# [REQUIREMENT]
Say how many lines in the entries below mention "WorkspaceStrategy", with no other words.

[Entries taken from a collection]
········
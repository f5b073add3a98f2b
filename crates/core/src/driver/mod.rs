//! Driver capability interface.
//!
//! A driver describes one wrapped tool: which binary to run, where its config
//! lives, how that config is produced, and how its output is echoed. Drivers
//! are composed into the orchestrator through the [`DriverRegistry`] rather
//! than by inheriting shared behavior; every method except
//! [`Driver::metadata`] has a default that concrete drivers override as needed.

use crate::config::{format, merge};
use crate::console;
use crate::context::ExecutionContext;
use crate::error::ExecError;
use crate::exec::ExecOutput;
use crate::settings::{DriverSettings, EchoStream};
use crate::Result;
use async_trait::async_trait;
use regex::Regex;
use serde::{Deserialize, Serialize};
use serde_json::Value;
use std::collections::HashMap;
use std::fmt;
use std::path::Path;
use std::sync::{Arc, LazyLock};

pub mod configured;
pub mod registry;

pub use configured::{ConfiguredDriver, OverriddenDriver};
pub use registry::DriverRegistry;

/// Shared handle to a registered driver.
pub type SharedDriver = Arc<dyn Driver>;

/// How a driver's config artifact is materialized.
#[derive(Debug, Clone, Copy, Default, PartialEq, Eq, Hash, Serialize, Deserialize)]
#[serde(rename_all = "kebab-case")]
pub enum ConfigStrategy {
    /// Merge every source and write the result.
    #[default]
    Create,
    /// Copy the resolved source file.
    Copy,
    /// Write a stub that re-exports the resolved source file.
    Reference,
    /// Produce nothing.
    None,
}

impl fmt::Display for ConfigStrategy {
    fn fmt(&self, f: &mut fmt::Formatter<'_>) -> fmt::Result {
        match self {
            Self::Create => write!(f, "create"),
            Self::Copy => write!(f, "copy"),
            Self::Reference => write!(f, "reference"),
            Self::None => write!(f, "none"),
        }
    }
}

/// How workspace packages see a driver's config artifacts.
#[derive(Debug, Clone, Copy, Default, PartialEq, Eq, Hash, Serialize, Deserialize)]
#[serde(rename_all = "kebab-case")]
pub enum WorkspaceStrategy {
    /// Copy every artifact into the package before running there.
    Copy,
    /// Point the tool at the root artifact.
    #[default]
    Reference,
}

/// Static description of a wrapped tool.
#[derive(Debug, Clone, PartialEq, Eq, Serialize, Deserialize)]
pub struct DriverMetadata {
    /// Driver name, also the key for its config sources.
    pub name: String,
    /// Binary to invoke.
    pub bin: String,
    /// Config file name written into the project or package.
    pub config_name: String,
    /// Flag used to point the tool at its config.
    pub config_option: String,
    /// Always pass `<config_option> <path>`.
    pub use_config_option: bool,
    /// Default config strategy.
    pub config_strategy: ConfigStrategy,
    /// How workspace packages see the artifact.
    pub workspace_strategy: WorkspaceStrategy,
    /// Drop options the tool's help output does not list.
    pub filter_options: bool,
    /// Flag printing the tool's help.
    pub help_option: String,
    /// Options or positionals that put the tool in watch mode.
    pub watch_options: Vec<String>,
    /// Drivers whose configs this driver needs.
    pub dependencies: Vec<String>,
    /// Arguments prepended to every invocation.
    pub args: Vec<String>,
    /// Environment variables for the tool.
    pub env: HashMap<String, String>,
    /// What a successful run echoes.
    pub echo: EchoStream,
}

impl DriverMetadata {
    /// Metadata for `name` running the binary of the same name.
    ///
    /// ```
    /// use toolrig_core::driver::DriverMetadata;
    ///
    /// let meta = DriverMetadata::new("jest").with_config_name("jest.config.js");
    /// assert_eq!(meta.bin, "jest");
    /// assert_eq!(meta.config_option, "--config");
    /// ```
    #[must_use]
    pub fn new(name: impl Into<String>) -> Self {
        let name = name.into();
        Self {
            bin: name.clone(),
            config_name: format!("{name}.config.json"),
            name,
            config_option: "--config".to_string(),
            use_config_option: false,
            config_strategy: ConfigStrategy::Create,
            workspace_strategy: WorkspaceStrategy::Reference,
            filter_options: false,
            help_option: "--help".to_string(),
            watch_options: Vec::new(),
            dependencies: Vec::new(),
            args: Vec::new(),
            env: HashMap::new(),
            echo: EchoStream::Stdout,
        }
    }

    /// Set the config file name.
    #[must_use]
    pub fn with_config_name(mut self, config_name: impl Into<String>) -> Self {
        self.config_name = config_name.into();
        self
    }

    /// Set the default config strategy.
    #[must_use]
    pub fn with_config_strategy(mut self, strategy: ConfigStrategy) -> Self {
        self.config_strategy = strategy;
        self
    }

    /// Set the driver dependencies.
    #[must_use]
    pub fn with_dependencies<I, S>(mut self, dependencies: I) -> Self
    where
        I: IntoIterator<Item = S>,
        S: Into<String>,
    {
        self.dependencies = dependencies.into_iter().map(Into::into).collect();
        self
    }

    /// Overlay the fields set in a `[drivers.<name>]` table.
    pub fn apply(&mut self, settings: &DriverSettings) {
        let s = settings.clone();
        if let Some(bin) = s.bin {
            self.bin = bin;
        }
        if let Some(config_name) = s.config_name {
            self.config_name = config_name;
        }
        if let Some(config_option) = s.config_option {
            self.config_option = config_option;
        }
        if let Some(use_config_option) = s.use_config_option {
            self.use_config_option = use_config_option;
        }
        if let Some(strategy) = s.config_strategy {
            self.config_strategy = strategy;
        }
        if let Some(strategy) = s.workspace_strategy {
            self.workspace_strategy = strategy;
        }
        if let Some(filter_options) = s.filter_options {
            self.filter_options = filter_options;
        }
        if let Some(help_option) = s.help_option {
            self.help_option = help_option;
        }
        if let Some(watch_options) = s.watch_options {
            self.watch_options = watch_options;
        }
        if let Some(dependencies) = s.dependencies {
            self.dependencies = dependencies;
        }
        if let Some(args) = s.args {
            self.args = args;
        }
        if let Some(env) = s.env {
            self.env.extend(env);
        }
        if let Some(echo) = s.echo {
            self.echo = echo;
        }
    }
}

/// Lifecycle callbacks a driver may observe.
///
/// Config hooks receive the data about to be written and may alter it.
#[allow(unused_variables)]
pub trait DriverHooks {
    /// A module config source was loaded.
    fn on_load_module_config(&self, ctx: &ExecutionContext, path: &Path, config: &mut Value) {}

    /// Config embedded in the package manifest was loaded.
    fn on_load_package_config(&self, ctx: &ExecutionContext, config: &mut Value) {}

    /// All sources were merged.
    fn on_merge_config(&self, ctx: &ExecutionContext, config: &mut Value) {}

    /// The merged config is about to be written to `path`.
    fn on_create_config_file(&self, ctx: &ExecutionContext, path: &Path, config: &mut Value) {}

    /// `source` is about to be copied to `path`.
    fn on_copy_config_file(&self, ctx: &ExecutionContext, path: &Path, source: &Path) {}

    /// A stub pointing at `source` is about to be written to `path`.
    fn on_reference_config_file(&self, ctx: &ExecutionContext, path: &Path, source: &Path) {}

    /// A generated config file was deleted.
    fn on_delete_config_file(&self, ctx: &ExecutionContext, path: &Path) {}

    /// The binary is about to run with `argv`.
    fn on_before_execute(&self, ctx: &ExecutionContext, argv: &mut Vec<String>) {}

    /// The binary exited successfully.
    fn on_after_execute(&self, ctx: &ExecutionContext, output: &ExecOutput) {}

    /// The binary failed.
    fn on_failed_execute(&self, ctx: &ExecutionContext, error: &ExecError) {}
}

/// A wrapped tool.
#[async_trait]
pub trait Driver: DriverHooks + Send + Sync {
    /// Static description of the tool.
    fn metadata(&self) -> &DriverMetadata;

    /// The driver's name.
    fn name(&self) -> &str {
        &self.metadata().name
    }

    /// Arguments prepended to every invocation.
    fn args(&self) -> Vec<String> {
        self.metadata().args.clone()
    }

    /// Drivers whose configs this driver needs.
    fn dependencies(&self) -> Vec<String> {
        self.metadata().dependencies.clone()
    }

    /// Combine two config objects. Defaults to a deep merge.
    fn merge_config(&self, prev: Value, next: Value) -> Value {
        merge::deep_merge(prev, next)
    }

    /// Serialize a config for `target`, chosen by its extension.
    ///
    /// # Errors
    ///
    /// Returns an error if the extension is unsupported or serialization fails.
    fn format_config(&self, config: &Value, target: &Path) -> Result<String> {
        format::format_config(config, target)
    }

    /// Echo a successful run's captured output.
    fn process_success(&self, output: &ExecOutput) {
        let echo = self.metadata().echo;
        if matches!(echo, EchoStream::Stdout | EchoStream::Both) {
            console::write_stdout(&output.stdout);
        }
        if matches!(echo, EchoStream::Stderr | EchoStream::Both) {
            console::write_stderr(&output.stderr);
        }
    }

    /// Echo a failed run's captured output, preferring stderr.
    fn process_failure(&self, error: &ExecError) {
        if let ExecError::Failed { stdout, stderr, .. } = error {
            if stderr.trim().is_empty() {
                console::write_stderr(stdout);
            } else {
                console::write_stderr(stderr);
            }
        }
    }

    /// Options the tool accepts, extracted from its help output.
    ///
    /// # Errors
    ///
    /// Returns an error if the help command cannot be run.
    async fn supported_options(&self, ctx: &ExecutionContext) -> Result<Vec<String>> {
        let meta = self.metadata();
        let help =
            crate::exec::process::capture_help(&meta.bin, &meta.help_option, ctx, &meta.env)
                .await?;
        Ok(extract_options(&help))
    }
}

static OPTION_TOKEN: LazyLock<Option<Regex>> =
    LazyLock::new(|| Regex::new(r"(?:^|[\s,\[|])(--?[A-Za-z0-9][\w-]*)").ok());

/// Extract option names (`-x`, `--long-name`) from help text, in order of
/// first appearance.
///
/// ```
/// use toolrig_core::driver::extract_options;
///
/// let help = "Usage: tool [options]\n  -w, --watch   Watch files\n  --out-dir <dir>";
/// assert_eq!(extract_options(help), ["-w", "--watch", "--out-dir"]);
/// ```
#[must_use]
pub fn extract_options(help: &str) -> Vec<String> {
    let Some(pattern) = OPTION_TOKEN.as_ref() else {
        return Vec::new();
    };

    let mut options: Vec<String> = Vec::new();
    for capture in pattern.captures_iter(help) {
        let option = &capture[1];
        if !options.iter().any(|o| o == option) {
            options.push(option.to_string());
        }
    }
    options
}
········
# [TASK OUTPUT]
3